A quick mental scan of able satires released over the past ten years yielded very few smiles. While there were a number of goofy teen spoofs that brought about unexpected pleasure (Bubble Boy, Slacker, 10 Things I Hate About You), only four satires (Freeway, Bulworth, The Second Civil War and Bamboozled) instantly came to mind. Rejoice, for this year alone nearly doubles the amount of quality reasons to laugh at the movies, and it’s only March!
With nine months left to go, we have already exceeded our projected LPY (Laughs Per-Year) quota: first Albert found comedy in the Muslim world; next we were thanked for not smoking. The smart laughs keep coming with the outrageously brilliant CSA: The Confederate States of America. I leapt at the chance tospeak with, and personally thank, the film’s writer-director Kevin Willmott.
CSA asks what would have happened had the South won the Civil War, gained control of the United States and kept slavery legal. Not since Dr. Strangelove (one of Willmott’s key inspirations), with its ballsy end-of-the-world curtain laugh has a comedy been this eager to enlighten a delusional country through laughter.
A film professor at the University of Kansas in Lawrence, Willmott devised this gutsy, ultra-low budget spoof of the history of forced racial harmony. In the exalted tradition of send-up gurus SCTV and Woody Allen’s Zelig, he imagined a meticulously detailed faux documentary special produced by a pompous pretend broadcasting network.
The obvious antecedent is Spike Lee’s Bamboozled, a blackface reworking of Mel Brooks’s bad taste Nazi laugh-getter The Producers. Lee loved what he saw when the film screened at Sundance in January of 2004, and did the right thing by lending his name to the finished product. Was this intended as a continuation of Bamboozled even before Lee signed on? The first of many of Willmott’s easy laughs indicatedthat he had heard that one before. “I started working on the script in 1997,” he remembered, “several years before Bamboozled was released.” Willmott remains quick to point out, “it became a ‘Spike Lee Presentation,’ but he had no involvement in the concept. It took us a long time to make this movie. We only had about $20,000 to work with.”
CSA’s cost would hardly cover the craft services’ tab on an average low budget studio feature. He lamented, “Hollywood, of course, would never have made this film,” When the topic turned to financing Willmott noted, “It’s very difficult to get money for a movie like this. PBS turned us down, everybody turned us down.” Funding was eventually provided through a grant from the National Black Programming Consortium and a private investor. “That’s what we did the movie with,” he said before letting loose another long, comfortable laugh. Even after its completion, the History Channel backed down, refusing to air the controversial comedy.
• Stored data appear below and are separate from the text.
//! Network topology and geometry
//!
//! A [`Network`] is the immutable graph the conductance models read: `Np`
//! pores, `Nt` throats, the ordered pore pair of every throat, and the
//! geometric properties (areas, conduit lengths) stored per element.

use nalgebra::DVector;

use crate::error::{ConductanceError, ConductanceResult};
use crate::network::{PropertyData, PropertyStore};

/// Pore network
///
/// # Example
///
/// ```rust
/// use pnm_rs::network::Network;
///
/// // Three pores in a row: 0 - 1 - 2
/// let network = Network::new(3, vec![[0, 1], [1, 2]]).unwrap();
/// assert_eq!(network.nt(), 2);
/// assert_eq!(network.throats_of_pore(1), &[0, 1]);
/// ```
#[derive(Debug, Clone)]
pub struct Network {
    /// Throat connectivity `[pore1, pore2]`
    conns: Vec<[usize; 2]>,

    /// Incident throats of every pore, in throat order
    pore_throats: Vec<Vec<usize>>,

    /// Geometric properties
    store: PropertyStore,
}

impl Network {
    /// Create a network from its pore count and throat connections
    ///
    /// # Errors
    ///
    /// - `InvalidConnection` if a throat references a pore `>= np`
    /// - `SelfLoop` if a throat connects a pore to itself
    pub fn new(np: usize, conns: Vec<[usize; 2]>) -> ConductanceResult<Self> {
        let mut pore_throats = vec![Vec::new(); np];

        for (throat, &[p1, p2]) in conns.iter().enumerate() {
            for pore in [p1, p2] {
                if pore >= np {
                    return Err(ConductanceError::InvalidConnection { throat, pore, np });
                }
            }
            if p1 == p2 {
                return Err(ConductanceError::SelfLoop { throat, pore: p1 });
            }
            pore_throats[p1].push(throat);
            pore_throats[p2].push(throat);
        }

        let store = PropertyStore::new(np, conns.len());

        Ok(Self {
            conns,
            pore_throats,
            store,
        })
    }

    /// Number of pores
    pub fn np(&self) -> usize {
        self.pore_throats.len()
    }

    /// Number of throats
    pub fn nt(&self) -> usize {
        self.conns.len()
    }

    /// Pores of one throat
    pub fn throat_conns(&self, throat: usize) -> [usize; 2] {
        self.conns[throat]
    }

    /// Throats incident to a pore
    pub fn throats_of_pore(&self, pore: usize) -> &[usize] {
        &self.pore_throats[pore]
    }

    /// All throat indices, in order
    pub fn all_throats(&self) -> Vec<usize> {
        (0..self.nt()).collect()
    }

    /// Check that every target throat exists
    pub fn check_throats(&self, throats: &[usize]) -> ConductanceResult<()> {
        let nt = self.nt();
        match throats.iter().find(|&&t| t >= nt) {
            Some(&throat) => Err(ConductanceError::ThroatOutOfRange { throat, nt }),
            None => Ok(()),
        }
    }

    /// Set a geometric property
    pub fn set(&mut self, name: &str, data: impl Into<PropertyData>) -> ConductanceResult<()> {
        self.store.set(name, data)
    }

    /// Geometric property store
    pub fn store(&self) -> &PropertyStore {
        &self.store
    }

    /// Per-element values of a geometric property or `PropertyNotFound`
    pub fn require(&self, name: &str) -> ConductanceResult<DVector<f64>> {
        self.store.require(name)
    }
}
Atlanta-based Turner Broadcasting seemed the likeliest target to represent the “documentary’s” telecaster, but Willmott opted instead for the British Broadcasting Service (BBS) a non-existent but real sounding network. “The Ken Burns style really helps the film’s credibility. There is something about a British voice that you just believe. They’re clearly smarter than we are,” he joked. “You put a British voice on anything and you go, ‘well, that’s gotta’ be true!’”
It was vital that each individual segment also claimed a unique look. Operating with a cast and crew of talented unpaid volunteers, Wilmott was proud to point out that, “we had worked veryhard to achieve each of those looks with literally no money.” A scratchy, sepia-tone, windowboxed print of D. W. Griffith’s The Hunt for Dishonest Abe shows a disgraced Lincoln (he never was able to free the slaves) forced to don burnt cork and book transit on Harriet Tubman’s Underground Railroad.
And what network cavalcade would be complete without commercials? CSA comes equipped with ersatz ads for such popular southern-fried products as Sambo Motor Oil and Darkie Toothpaste. The film waits until the final credits to reveal that these, and many more of the products it lampoons, were once actually massed produced in the good old U. S. of A. As recently as five years ago, Darkie was still for sale on store shelves in Japan. There was a one-letter alteration that renamed the product “Darlie,” but the company’s trademark, a headshot of a grinning picaninny stereotype, remained steadfast. “It’s a very bizarre phenomenon that’s still going on,” added Willmott before slyly finishing his thought with, “on so many levels.”
In addition to his staged parodies and fabricated newsreels, Willmott skillfully incorporates archival footage to give the film an added sense of authenticity. One of the biggest laughs comes during a commercial billboarding Beulah, a long forgotten TV show that was the first black sitcom, in addition to being a prime-time favorite among CSA viewers. Willmott agreed that Amos and Andy would have been too easy a reference. “We tried to comb what I like to call the hidden history of it all. No one knows that stuff…all real things, and we took advantage of the fact that people know so little about it.“ Once again he emphasized the need to keep a firm foothold on reality. “I wanted the humor to come from the truth of it all, out of the absurdity of our history as Americans.”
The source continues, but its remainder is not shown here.